Autism spectrum disorder (ASD) includes a group of neurodevelopmental disorders characterized by core symptoms such as impaired social interaction and communication, repetitive and stereotyped behaviors, and restricted interests. To date, there are no effective treatments for these core symptoms. Several studies have shown that the brain serotonin (5-HT) neurotransmission system is altered in both ASD patients and animal models of the disease. Multiple pieces of evidence suggest that targeting 5-HT receptors may treat the core symptoms of ASD and associated intellectual disabilities.

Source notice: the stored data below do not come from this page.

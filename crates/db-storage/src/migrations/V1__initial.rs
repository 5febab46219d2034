// SPDX-FileCopyrightText: OpenTalk GmbH <mail@opentalk.eu>
//
// SPDX-License-Identifier: EUPL-1.2

use crate::migrations::type_polyfills::datetime;
use barrel::backend::Pg;
use barrel::{types, Migration};

pub fn migration() -> String {
    let mut migr = Migration::new();

    migr.inject_custom("CREATE TYPE user_role AS ENUM ('user', 'admin')");
    migr.inject_custom("CREATE TYPE user_status AS ENUM ('active', 'blocked')");
    migr.inject_custom(
        "CREATE TYPE participant_status AS ENUM ('attending', 'cancelled', 'banned')",
    );
    migr.inject_custom(
        "CREATE TYPE participant_role AS ENUM ('organizer', 'moderator', 'participant')",
    );
    migr.inject_custom(
        "CREATE TYPE invitation_status AS ENUM ('sent', 'accepted', 'declined', 'revoked', 'expired')",
    );
    migr.inject_custom(
        "CREATE TYPE notification_kind AS ENUM ('invitation_received', 'invitation_accepted')",
    );

    migr.create_table("users", |table| {
        table.add_column(
            "id",
            types::custom("UUID DEFAULT gen_random_uuid()").primary(true),
        );
        table.add_column("login", types::text().unique(true));
        table.add_column("display_name", types::text());
        table.add_column("role", types::custom("user_role DEFAULT 'user'"));
        table.add_column("status", types::custom("user_status DEFAULT 'active'"));
        table.add_column("created_at", types::custom("TIMESTAMPTZ DEFAULT now()"));
    });

    migr.create_table("events", |table| {
        table.add_column(
            "id",
            types::custom("UUID DEFAULT gen_random_uuid()").primary(true),
        );
        table.add_column("title", types::text());
        table.add_column("description", types::text());
        table.add_column("location", types::text().nullable(true));
        table.add_column("starts_at", datetime());
        table.add_column("ends_at", datetime());
        table.add_column("max_participants", types::integer().nullable(true));
        table.add_column("created_by", types::custom("UUID REFERENCES users(id)"));
        table.add_column("created_at", types::custom("TIMESTAMPTZ DEFAULT now()"));
        table.add_column("updated_at", types::custom("TIMESTAMPTZ DEFAULT now()"));
        table.inject_custom("CHECK (starts_at < ends_at)");
        table.inject_custom("CHECK (max_participants IS NULL OR max_participants >= 1)");
    });

    migr.create_table("participants", |table| {
        table.add_column(
            "event_id",
            types::custom("UUID REFERENCES events(id) ON DELETE CASCADE"),
        );
        table.add_column(
            "user_id",
            types::custom("UUID REFERENCES users(id) ON DELETE CASCADE"),
        );
        table.add_column("status", types::custom("participant_status"));
        table.add_column("role", types::custom("participant_role"));
        table.add_column("joined_at", types::custom("TIMESTAMPTZ DEFAULT now()"));
        table.inject_custom("PRIMARY KEY (event_id, user_id)");
    });

    // Organizers are never demoted, so there is exactly one per event
    migr.inject_custom(
        "CREATE UNIQUE INDEX participants_one_organizer_idx ON participants (event_id) WHERE role = 'organizer'",
    );
    migr.inject_custom(
        "CREATE INDEX participants_event_status_idx ON participants (event_id, status)",
    );

    migr.create_table("invitations", |table| {
        table.add_column(
            "id",
            types::custom("UUID DEFAULT gen_random_uuid()").primary(true),
        );
        table.add_column(
            "event_id",
            types::custom("UUID REFERENCES events(id) ON DELETE CASCADE"),
        );
        table.add_column(
            "invitee",
            types::custom("UUID REFERENCES users(id) ON DELETE CASCADE"),
        );
        table.add_column(
            "created_by",
            types::custom("UUID REFERENCES users(id) ON DELETE CASCADE"),
        );
        table.add_column("status", types::custom("invitation_status DEFAULT 'sent'"));
        table.add_column("sent_at", types::custom("TIMESTAMPTZ DEFAULT now()"));
        table.add_column("responded_at", datetime().nullable(true));
        table.inject_custom(
            "CHECK ((status IN ('accepted', 'declined')) = (responded_at IS NOT NULL))",
        );
    });

    migr.inject_custom("CREATE INDEX invitations_invitee_idx ON invitations (invitee)");
    migr.inject_custom("CREATE INDEX invitations_event_idx ON invitations (event_id)");

    migr.create_table("notifications", |table| {
        table.add_column(
            "id",
            types::custom("UUID DEFAULT gen_random_uuid()").primary(true),
        );
        table.add_column(
            "recipient",
            types::custom("UUID REFERENCES users(id) ON DELETE CASCADE"),
        );
        table.add_column("kind", types::custom("notification_kind"));
        table.add_column(
            "event_id",
            types::custom("UUID REFERENCES events(id) ON DELETE CASCADE"),
        );
        table.add_column(
            "invitation_id",
            types::custom("UUID REFERENCES invitations(id) ON DELETE CASCADE").nullable(true),
        );
        table.add_column("created_at", types::custom("TIMESTAMPTZ DEFAULT now()"));
        table.add_column("read_at", datetime().nullable(true));
    });

    migr.inject_custom("CREATE INDEX notifications_recipient_idx ON notifications (recipient)");

    migr.make::<Pg>()
}
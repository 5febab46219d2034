// SPDX-FileCopyrightText: OpenTalk GmbH <mail@opentalk.eu>
//
// SPDX-License-Identifier: EUPL-1.2

//! Invitation lifecycle
//!
//! ```text
//!          ┌──> accepted
//!          ├──> declined
//! sent ────┼──> revoked
//!          └──> expired
//! ```
//!
//! Accepting admits the invitee as participant in the same transaction.
use super::participation::readmit;
use super::{
    ensure_event_manager, NotificationService, OrNotFound, Result, ServiceError,
    CODE_EVENT_STARTED, CODE_INVALID_STATE_TRANSITION, CODE_INVITATION_EXPIRED,
};
use chrono::{DateTime, Utc};
use database::DbConnection;
use db_storage::events::{Event, EventId};
use db_storage::invitations::{
    Invitation, InvitationId, InvitationStatus, NewInvitation, UpdateInvitation,
};
use db_storage::users::{User, UserId};
use diesel::Connection;

/// Invites `invitee` to the event on behalf of `inviter`
///
/// The inviter has to be allowed to manage the event. Inviting the same user multiple
/// times is allowed, each call creates a new invitation.
#[tracing::instrument(err, skip(conn, inviter, notifications), fields(inviter = %inviter.id))]
pub fn create(
    conn: &mut DbConnection,
    notifications: &NotificationService,
    inviter: &User,
    event_id: EventId,
    invitee: UserId,
    now: DateTime<Utc>,
) -> Result<Invitation> {
    let invitation = conn.transaction(|conn| {
        let event = Event::get(conn, event_id).or_not_found("event")?;

        ensure_event_manager(conn, &event, inviter)?;

        let invitee = User::get(conn, invitee).or_not_found("user")?;

        if event.has_started(now) {
            return Err(ServiceError::conflict(
                CODE_EVENT_STARTED,
                "Invitations to events which already started cannot be sent",
            ));
        }

        let invitation = NewInvitation {
            event_id,
            invitee: invitee.id,
            created_by: inviter.id,
        }
        .insert(conn)?;

        Ok::<_, ServiceError>(invitation)
    })?;

    notifications.notify_invitation_received(&invitation);

    Ok(invitation)
}

enum Acceptance {
    Accepted(Invitation),
    Expired,
}

/// Accepts the invitation and admits the invitee as attending participant
///
/// Both writes share one transaction. If the event is full, nothing is written and the
/// invitation stays sent. Cancelled invitees are readmitted while banned ones are rejected.
/// Invitations of events which already started expire instead.
#[tracing::instrument(err, skip(conn, user, notifications), fields(user = %user.id))]
pub fn accept(
    conn: &mut DbConnection,
    notifications: &NotificationService,
    user: &User,
    invitation_id: InvitationId,
    now: DateTime<Utc>,
) -> Result<Invitation> {
    let acceptance = conn.transaction(|conn| {
        let invitation = Invitation::get(conn, invitation_id).or_not_found("invitation")?;

        ensure_invitee(&invitation, user)?;

        // Lock order is event before invitation
        let event = Event::get_for_update(conn, invitation.event_id).or_not_found("event")?;
        let invitation = Invitation::get_for_update(conn, invitation_id).or_not_found("invitation")?;

        ensure_transition(&invitation, InvitationStatus::Accepted)?;

        if event.has_started(now) {
            let _expired = UpdateInvitation::transition(InvitationStatus::Expired, now)
                .apply_if_sent(conn, invitation_id)?;

            return Ok(Acceptance::Expired);
        }

        let _participant = readmit(conn, &event, user.id)?;

        let invitation = UpdateInvitation::transition(InvitationStatus::Accepted, now)
            .apply_if_sent(conn, invitation_id)?
            .ok_or_else(|| only_sent(InvitationStatus::Accepted))?;

        Ok::<_, ServiceError>(Acceptance::Accepted(invitation))
    })?;

    match acceptance {
        Acceptance::Accepted(invitation) => {
            notifications.notify_invitation_accepted(&invitation);

            Ok(invitation)
        }
        Acceptance::Expired => Err(ServiceError::conflict(
            CODE_INVITATION_EXPIRED,
            "The event already started, the invitation expired",
        )),
    }
}

/// Declines the invitation on behalf of the invitee
#[tracing::instrument(err, skip(conn, user), fields(user = %user.id))]
pub fn decline(
    conn: &mut DbConnection,
    user: &User,
    invitation_id: InvitationId,
    now: DateTime<Utc>,
) -> Result<Invitation> {
    let invitation = Invitation::get(conn, invitation_id).or_not_found("invitation")?;

    ensure_invitee(&invitation, user)?;
    ensure_transition(&invitation, InvitationStatus::Declined)?;

    UpdateInvitation::transition(InvitationStatus::Declined, now)
        .apply_if_sent(conn, invitation_id)?
        .ok_or_else(|| only_sent(InvitationStatus::Declined))
}

/// Revokes the invitation
///
/// Allowed for the inviter, the organizer of the event and administrators.
#[tracing::instrument(err, skip(conn, user), fields(user = %user.id))]
pub fn revoke(
    conn: &mut DbConnection,
    user: &User,
    invitation_id: InvitationId,
    now: DateTime<Utc>,
) -> Result<Invitation> {
    let invitation = Invitation::get(conn, invitation_id).or_not_found("invitation")?;

    if invitation.created_by != user.id && !user.is_admin() {
        let event = Event::get(conn, invitation.event_id).or_not_found("event")?;

        if event.created_by != user.id {
            return Err(ServiceError::Forbidden(
                "Only the inviter, the organizer and administrators may revoke an invitation",
            ));
        }
    }

    ensure_transition(&invitation, InvitationStatus::Revoked)?;

    UpdateInvitation::transition(InvitationStatus::Revoked, now)
        .apply_if_sent(conn, invitation_id)?
        .ok_or_else(|| only_sent(InvitationStatus::Revoked))
}

/// Invitations the user received
#[tracing::instrument(err, skip(conn, user), fields(user = %user.id))]
pub fn list_received(conn: &mut DbConnection, user: &User) -> Result<Vec<Invitation>> {
    Ok(Invitation::get_all_for_invitee(conn, user.id)?)
}

/// Invitations of the event, visible to its managers
#[tracing::instrument(err, skip(conn, user), fields(user = %user.id))]
pub fn list_for_event(
    conn: &mut DbConnection,
    user: &User,
    event_id: EventId,
) -> Result<Vec<Invitation>> {
    let event = Event::get(conn, event_id).or_not_found("event")?;

    ensure_event_manager(conn, &event, user)?;

    Ok(Invitation::get_all_for_event(conn, event_id)?)
}

/// Expires every sent invitation of events which started before `now`
#[tracing::instrument(err, skip(conn))]
pub fn expire_stale(conn: &mut DbConnection, now: DateTime<Utc>) -> Result<usize> {
    let expired = Invitation::expire_stale(conn, now)?;

    log::info!("Expired {} stale invitation(s)", expired);

    Ok(expired)
}

fn ensure_invitee(invitation: &Invitation, user: &User) -> Result<()> {
    if invitation.invitee == user.id {
        Ok(())
    } else {
        Err(ServiceError::Forbidden(
            "Only the invited user may respond to an invitation",
        ))
    }
}

fn ensure_transition(invitation: &Invitation, next: InvitationStatus) -> Result<()> {
    if invitation.status.can_transition_to(next) {
        Ok(())
    } else {
        Err(only_sent(next))
    }
}

fn only_sent(target: InvitationStatus) -> ServiceError {
    ServiceError::conflict(
        CODE_INVALID_STATE_TRANSITION,
        format!("Only sent invitations can be {target}"),
    )
}

#[cfg(test)]
mod test {
    use super::*;
    use pretty_assertions::assert_eq;

    #[test]
    fn revoke_conflict_message() {
        let ServiceError::Conflict { code, message } = only_sent(InvitationStatus::Revoked) else {
            panic!("expected conflict");
        };

        assert_eq!(code, CODE_INVALID_STATE_TRANSITION);
        assert_eq!(message, "Only sent invitations can be revoked");
    }

    #[test]
    fn responses_require_a_sent_invitation() {
        let invitation = |status| Invitation {
            id: InvitationId::from(uuid::Uuid::nil()),
            event_id: EventId::from(uuid::Uuid::nil()),
            invitee: UserId::from(uuid::Uuid::nil()),
            created_by: UserId::from(uuid::Uuid::nil()),
            status,
            sent_at: Utc::now(),
            responded_at: None,
        };

        assert!(
            ensure_transition(&invitation(InvitationStatus::Sent), InvitationStatus::Accepted)
                .is_ok()
        );

        let result = ensure_transition(
            &invitation(InvitationStatus::Declined),
            InvitationStatus::Accepted,
        );
        let Err(ServiceError::Conflict { message, .. }) = &result else {
            panic!("expected conflict, got {result:?}");
        };
        assert_eq!(message, "Only sent invitations can be accepted");

        assert!(
            ensure_transition(&invitation(InvitationStatus::Revoked), InvitationStatus::Revoked)
                .is_err()
        );
    }
}
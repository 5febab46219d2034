// SPDX-FileCopyrightText: OpenTalk GmbH <mail@opentalk.eu>
//
// SPDX-License-Identifier: EUPL-1.2

use actix_web::dev::{ServiceRequest, ServiceResponse};
use actix_web::http::header::USER_AGENT;
use actix_web::{Error, HttpMessage};
use anyhow::Result;
use controller_shared::settings::Logging;
use tracing::Span;
use tracing_actix_web::{RequestId, RootSpanBuilder};
use tracing_subscriber::layer::SubscriberExt;
use tracing_subscriber::reload;
use tracing_subscriber::util::SubscriberInitExt;
use tracing_subscriber::{EnvFilter, Registry};

/// Handle to replace the filter of the installed subscriber
pub type FilterHandle = reload::Handle<EnvFilter, Registry>;

pub fn init(settings: &Logging) -> Result<FilterHandle> {
    // Layer which acts as filter of traces and spans, swapped out on reload
    let (filter, handle) = reload::Layer::new(build_filter(settings)?);

    // FMT layer prints the trace events into stdout
    let fmt = tracing_subscriber::fmt::Layer::default();

    // Install the global logger
    Registry::default().with(filter).with(fmt).try_init()?;

    Ok(handle)
}

/// Applies the directives of reloaded logging settings
pub fn reload(handle: &FilterHandle, settings: &Logging) -> Result<()> {
    handle.reload(build_filter(settings)?)?;

    log::info!("Reloaded log filter");

    Ok(())
}

/// The filter is created from enviroment (RUST_LOG) and config file
fn build_filter(settings: &Logging) -> Result<EnvFilter> {
    let mut filter = EnvFilter::from_default_env();

    for directive in &settings.default_directives {
        filter = filter.add_directive(directive.parse()?);
    }

    Ok(filter)
}

pub struct ReducedSpanBuilder;

impl RootSpanBuilder for ReducedSpanBuilder {
    fn on_request_start(request: &ServiceRequest) -> Span {
        create_span(request)
    }

    fn on_request_end<B>(span: Span, outcome: &Result<ServiceResponse<B>, Error>) {
        match &outcome {
            Ok(response) => {
                if let Some(error) = response.response().error() {
                    handle_error(span, error)
                } else {
                    span.record("http.status_code", response.response().status().as_u16());
                }
            }
            Err(error) => handle_error(span, error),
        };
    }
}

fn handle_error(span: Span, error: &Error) {
    let response_error = error.as_response_error();
    span.record(
        "exception.message",
        &tracing::field::display(response_error),
    );
    let status_code = response_error.status_code();
    span.record("http.status_code", status_code.as_u16());

    if status_code.is_server_error() {
        log::error!("Request failed: {}", response_error);
    }
}

fn create_span(request: &ServiceRequest) -> Span {
    let user_agent = request
        .headers()
        .get(USER_AGENT)
        .and_then(|h| h.to_str().ok())
        .unwrap_or("");

    let http_route: std::borrow::Cow<'static, str> = request
        .match_pattern()
        .map(Into::into)
        .unwrap_or_else(|| "default".into());

    let request_id = request
        .extensions()
        .get::<RequestId>()
        .map(ToString::to_string)
        .unwrap_or_default();

    tracing::info_span!(
        "HTTP request",
        http.method = %request.method().as_str(),
        http.route = %http_route,
        http.target = %request.uri(),
        http.user_agent = %user_agent,
        http.status_code = tracing::field::Empty,
        request_id = %request_id,
        exception.message = tracing::field::Empty,
    )
}

#[cfg(test)]
mod test {
    use super::*;

    fn logging(directives: &[&str]) -> Logging {
        Logging {
            default_directives: directives.iter().map(|d| d.to_string()).collect(),
        }
    }

    #[test]
    fn invalid_directive_is_rejected() {
        assert!(build_filter(&logging(&["gathr=LOUD"])).is_err());
    }

    #[test]
    fn reload_replaces_the_directives() {
        let (filter, handle) = reload::Layer::new(build_filter(&logging(&["gathr=INFO"])).unwrap());
        let _subscriber = Registry::default().with(filter);

        reload(&handle, &logging(&["gathr=TRACE", "actix_server=WARN"])).unwrap();

        let current = handle.with_current(|filter| filter.to_string()).unwrap();
        assert!(current.contains("gathr=trace"), "{current}");
        assert!(!current.contains("gathr=info"), "{current}");

        // The previous filter stays active when the new directives are invalid
        assert!(reload(&handle, &logging(&["gathr=LOUD"])).is_err());
        let current = handle.with_current(|filter| filter.to_string()).unwrap();
        assert!(current.contains("gathr=trace"), "{current}");
    }
}
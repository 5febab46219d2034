// SPDX-FileCopyrightText: OpenTalk GmbH <mail@opentalk.eu>
//
// SPDX-License-Identifier: EUPL-1.2

//! Success response types for REST APIv1
//!
//! Pagination follows the GitHub REST APIv3, i.e. page hints are included inside the Link HTTP header.

use actix_web::body::BoxBody;
use actix_web::http::header;
use actix_web::{HttpResponse, Responder};
use serde::Serialize;
use url::Url;

#[derive(Debug, Clone, PartialEq, Eq, Serialize)]
pub struct PagePaginationLinks {
    page: i64,
    per_page: i64,
    first: Option<i64>,
    prev: Option<i64>,
    next: Option<i64>,
    last: Option<i64>,
}

impl PagePaginationLinks {
    pub fn new(per_page: i64, page: i64, total: i64) -> Self {
        let last_page = if per_page > 0 {
            (total + per_page - 1) / per_page
        } else {
            0
        };

        Self {
            page,
            per_page,
            first: (page > 1).then_some(1),
            prev: (page > 1).then_some(page - 1),
            next: (page < last_page).then_some(page + 1),
            last: (page < last_page).then_some(last_page),
        }
    }

    /// Link relations with their target urls, the `page` query parameter of `url` is replaced
    pub fn as_links_vec(&self, url: &Url) -> Vec<(&'static str, String)> {
        let query = url
            .query_pairs()
            .into_owned()
            .filter(|(key, _)| key != "page")
            .collect::<Vec<_>>();

        let mut base = url.clone();
        base.query_pairs_mut().clear().extend_pairs(query.iter());

        [
            ("first", self.first),
            ("prev", self.prev),
            ("next", self.next),
            ("last", self.last),
        ]
        .into_iter()
        .filter_map(|(rel, page)| {
            let page = page?;
            let mut url = base.clone();
            url.query_pairs_mut().append_pair("page", &page.to_string());

            Some((rel, url.to_string()))
        })
        .collect()
    }
}

#[derive(Debug, Clone)]
pub struct ApiResponse<T: Serialize> {
    pagination: Option<PagePaginationLinks>,
    data: T,
}

impl<T: Serialize> ApiResponse<T> {
    /// Creates new [`ApiResponse`]
    pub fn new(data: T) -> Self {
        Self {
            pagination: None,
            data,
        }
    }

    /// Transforms [`ApiResponse`] to also return page based pagination links.
    pub fn with_page_pagination(mut self, per_page: i64, page: i64, total: i64) -> Self {
        self.pagination = Some(PagePaginationLinks::new(per_page, page, total));

        self
    }
}

impl<T: Serialize> Responder for ApiResponse<T> {
    type Body = BoxBody;

    fn respond_to(self, req: &actix_web::HttpRequest) -> HttpResponse {
        let body = match serde_json::to_string(&self.data) {
            Ok(body) => body,
            Err(err) => {
                return HttpResponse::from_error(actix_web::error::JsonPayloadError::Serialize(
                    err,
                ))
            }
        };

        let mut response = HttpResponse::Ok();
        response.content_type(mime::APPLICATION_JSON);

        if let Some(pagination) = self.pagination {
            let link = extract_full_url_from_request(req)
                .map(|url| pagination.as_links_vec(&url))
                .and_then(|links| Ok(vec_to_header_value(links)?));

            match link {
                Ok(link) => {
                    response.insert_header((header::LINK, link));
                }
                Err(e) => {
                    log::error!("Failed to build pagination link header, {}", e);
                    return HttpResponse::InternalServerError().finish();
                }
            }
        }

        response.body(body)
    }
}

fn vec_to_header_value(
    vec: Vec<(&'static str, String)>,
) -> Result<header::HeaderValue, header::InvalidHeaderValue> {
    let buf = vec
        .iter()
        .map(|(rel, url)| format!("<{url}>; rel=\"{rel}\""))
        .collect::<Vec<_>>()
        .join(",");

    header::HeaderValue::from_str(&buf)
}

fn extract_full_url_from_request(req: &actix_web::HttpRequest) -> Result<Url, anyhow::Error> {
    let conn = req.connection_info();

    let url = Url::parse(&format!(
        "{scheme}://{host}/",
        scheme = conn.scheme(),
        host = conn.host()
    ))?;

    Ok(url.join(&req.uri().to_string())?)
}

#[cfg(test)]
mod test {
    use super::*;
    use pretty_assertions::assert_eq;

    #[test]
    fn pagination_of_a_middle_page() {
        let links = PagePaginationLinks::new(10, 2, 35);

        assert_eq!(links.first, Some(1));
        assert_eq!(links.prev, Some(1));
        assert_eq!(links.next, Some(3));
        assert_eq!(links.last, Some(4));
    }

    #[test]
    fn pagination_of_the_only_page() {
        let links = PagePaginationLinks::new(30, 1, 3);

        assert_eq!(links.first, None);
        assert_eq!(links.prev, None);
        assert_eq!(links.next, None);
        assert_eq!(links.last, None);
    }

    #[test]
    fn links_replace_the_page_parameter() {
        let url = Url::parse("https://gathr.example/v1/events?per_page=10&page=2").unwrap();
        let links = PagePaginationLinks::new(10, 2, 30).as_links_vec(&url);

        assert_eq!(
            links,
            vec![
                (
                    "first",
                    "https://gathr.example/v1/events?per_page=10&page=1".to_string()
                ),
                (
                    "prev",
                    "https://gathr.example/v1/events?per_page=10&page=1".to_string()
                ),
                (
                    "next",
                    "https://gathr.example/v1/events?per_page=10&page=3".to_string()
                ),
                (
                    "last",
                    "https://gathr.example/v1/events?per_page=10&page=3".to_string()
                ),
            ]
        );
    }
}
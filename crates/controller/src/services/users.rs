// SPDX-FileCopyrightText: OpenTalk GmbH <mail@opentalk.eu>
//
// SPDX-License-Identifier: EUPL-1.2

use super::{OrNotFound, Result, ServiceError};
use database::DbConnection;
use db_storage::users::{UpdateUser, User, UserId, UserStatus};

/// Blocks or unblocks a user, administrators only
///
/// Blocked users keep their participations but can no longer authenticate.
#[tracing::instrument(err, skip(conn, actor), fields(actor = %actor.id))]
pub fn set_status(
    conn: &mut DbConnection,
    actor: &User,
    user_id: UserId,
    status: UserStatus,
) -> Result<User> {
    if !actor.is_admin() {
        return Err(ServiceError::Forbidden(
            "Only administrators may change the status of a user",
        ));
    }

    let user = User::get(conn, user_id).or_not_found("user")?;

    if user.status == status {
        return Ok(user);
    }

    UpdateUser {
        status: Some(status),
        ..Default::default()
    }
    .apply(conn, user_id)
    .or_not_found("user")
}
// SPDX-FileCopyrightText: OpenTalk GmbH <mail@opentalk.eu>
//
// SPDX-License-Identifier: EUPL-1.2

//! Test utility functions for the storage layer and the controller
pub use ::serde_json;
pub use pretty_assertions::assert_eq;

#[cfg(feature = "database")]
pub mod database;

/// Helper macro to compare a `[Serialize]` implementor with a JSON literal
///
/// Asserts that the left expression equals the right JSON literal when serialized.
///
/// # Examples
///
/// ```
/// use gathr_test_util::assert_eq_json;
/// use serde::Serialize;
///
/// #[derive(Debug, Serialize)]
/// struct Participant {
///     status: &'static str,
///     attending_count: u64,
/// }
///
/// let participant = Participant {
///     status: "attending",
///     attending_count: 2,
/// };
///
/// assert_eq_json!(
///     participant,
///     {
///         "status": "attending",
///         "attending_count": 2,
///     }
/// );
/// ```
#[macro_export]
macro_rules! assert_eq_json {
    ($val:expr,$($json:tt)+) => {
        let val: $crate::serde_json::Value = $crate::serde_json::to_value(&$val).expect("Expected value to be serializable");

        $crate::assert_eq!(val, $crate::serde_json::json!($($json)+));
    };
}
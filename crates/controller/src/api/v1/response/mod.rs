// SPDX-FileCopyrightText: OpenTalk GmbH <mail@opentalk.eu>
//
// SPDX-License-Identifier: EUPL-1.2

//! Response types for REST APIv1
//!
//! These all implement the [`Responder`] trait.
use actix_web::{body::BoxBody, HttpResponse, Responder};
use serde::Serialize;

pub mod error;
mod ok;

pub use error::{ApiError, AuthenticationError};
pub use ok::ApiResponse;

/// The default API Result
pub type DefaultApiResult<T> = Result<ApiResponse<T>, ApiError>;

// Validation error codes
pub const CODE_INVALID_LENGTH: &str = "invalid_length";
pub const CODE_OUT_OF_RANGE: &str = "out_of_range";
pub const CODE_VALUE_REQUIRED: &str = "value_required";
pub const CODE_MISSING_VALUE: &str = "missing_value";
pub const CODE_INVALID_VALUE: &str = "invalid_value";

// Authentication error codes
pub const CODE_INVALID_ACCESS_TOKEN: &str = "invalid_access_token";
pub const CODE_ACCESS_TOKEN_EXPIRED: &str = "access_token_expired";
pub const CODE_USER_BLOCKED: &str = "user_blocked";

/// Represents a 201 Created HTTP Response with the created resource as JSON body
pub struct Created<T>(pub T);

impl<T: Serialize> Responder for Created<T> {
    type Body = BoxBody;

    fn respond_to(self, _: &actix_web::HttpRequest) -> HttpResponse {
        HttpResponse::Created().json(self.0)
    }
}

/// Represents a 204 No Content HTTP Response
pub struct NoContent;

impl Responder for NoContent {
    type Body = BoxBody;

    fn respond_to(self, _: &actix_web::HttpRequest) -> HttpResponse {
        HttpResponse::NoContent().finish()
    }
}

In fact, stimulation of the 5-HT_1A receptor reduces repetitive and restricted behaviors; blockade of the 5-HT_2A receptor reduces both learning deficits and repetitive behavior, and activation of the 5-HT₇ receptor improves cognitive performances and reduces repetitive behavior. On such a basis, we have designed novel arylpiperazine derivatives pursuing unprecedently reported activity profiles: dual 5-HT₇/5-HT_1A receptor agonist properties and mixed 5-HT₇ agonist/5-HT_1A agonist/5-HT_2A antagonist properties. Seventeen new compounds were synthesized and tested in radioligand binding assay at the target receptors. We have identified the dual 5-HT_1AR/5-HT₇R agonists 8c and 29 and the mixed 5-HT_1AR agonist/5-HT₇R agonist/5-HT_2AR antagonist 20b. These compounds are metabolically stable in vitro and have suitable central nervous system druglike properties.

Keywords: 5-HT1A receptor; 5-HT2A receptor; 5-HT7 receptor; arylpiperazine; autism spectrum disorder; knowledge-based design.